**YOUR ASSIGNMENT**.
A verbatim copy of every entry is required. Produce it now.

**Items listed in a dataset**.
*****

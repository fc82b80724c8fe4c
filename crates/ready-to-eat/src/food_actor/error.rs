//! Error types for the Food actor.

use thiserror::Error;

/// Errors that can occur during food catalog operations.
#[derive(Debug, Clone, Error, PartialEq)]
pub enum FoodError {
    /// The requested food item was not found.
    #[error("Food item not found: {0}")]
    NotFound(String),

    /// A seed payload carried a non-positive price.
    #[error("Food price must be positive (got {0})")]
    InvalidPrice(f64),

    /// An error occurred while communicating with the actor system.
    #[error("Actor communication error: {0}")]
    ActorCommunicationError(String),
}

impl From<String> for FoodError {
    fn from(msg: String) -> Self {
        FoodError::ActorCommunicationError(msg)
    }
}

*****

**RESULT**.
repository fc82b80724c8fe4c
filename crates/ready-to-eat/src/food_actor/error.rs
//! Error types for the Food actor.

use thiserror::Error;

/// Errors that can occur during food catalog operations.
#[derive(Debug, Clone, Error, PartialEq)]
pub enum FoodError {
    /// The requested food item was not found.
    #[error("Food item not found: {0}")]
    NotFound(String),

    /// A seed payload carried a non-positive price.
    #[error("Food price must be positive (got {0})")]
    InvalidPrice(f64),

    /// An error occurred while communicating with the actor system.
    #[error("Actor communication error: {0}")]
    ActorCommunicationError(String),
}

impl From<String> for FoodError {
    fn from(msg: String) -> Self {
        FoodError::ActorCommunicationError(msg)
    }
}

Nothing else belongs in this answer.